Your task:
Those lines of the records that contain "trace" are to be located and copied.

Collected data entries
----------------------------------------

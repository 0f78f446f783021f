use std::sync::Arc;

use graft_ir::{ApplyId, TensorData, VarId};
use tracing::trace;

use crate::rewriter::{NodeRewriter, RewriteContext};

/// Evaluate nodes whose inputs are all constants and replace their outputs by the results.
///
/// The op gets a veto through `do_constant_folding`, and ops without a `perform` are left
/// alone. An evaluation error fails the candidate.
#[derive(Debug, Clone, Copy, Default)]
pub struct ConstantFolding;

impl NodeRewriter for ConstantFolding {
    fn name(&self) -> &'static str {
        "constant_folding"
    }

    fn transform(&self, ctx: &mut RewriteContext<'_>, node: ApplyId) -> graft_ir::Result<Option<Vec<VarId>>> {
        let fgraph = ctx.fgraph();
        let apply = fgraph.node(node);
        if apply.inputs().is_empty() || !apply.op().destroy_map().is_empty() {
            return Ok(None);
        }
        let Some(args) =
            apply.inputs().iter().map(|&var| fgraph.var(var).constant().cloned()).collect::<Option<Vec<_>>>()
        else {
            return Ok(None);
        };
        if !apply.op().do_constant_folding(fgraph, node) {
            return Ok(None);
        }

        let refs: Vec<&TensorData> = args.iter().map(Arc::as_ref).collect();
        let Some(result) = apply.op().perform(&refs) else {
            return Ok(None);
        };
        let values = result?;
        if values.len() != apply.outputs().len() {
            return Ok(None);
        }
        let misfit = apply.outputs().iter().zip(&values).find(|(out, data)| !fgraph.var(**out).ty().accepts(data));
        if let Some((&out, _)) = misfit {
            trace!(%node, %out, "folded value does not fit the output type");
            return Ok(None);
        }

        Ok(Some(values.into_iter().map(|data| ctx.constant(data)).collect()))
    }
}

----------------------------------------

Response box:
use tracing::trace;
            trace!(%node, %out, "folded value does not fit the output type");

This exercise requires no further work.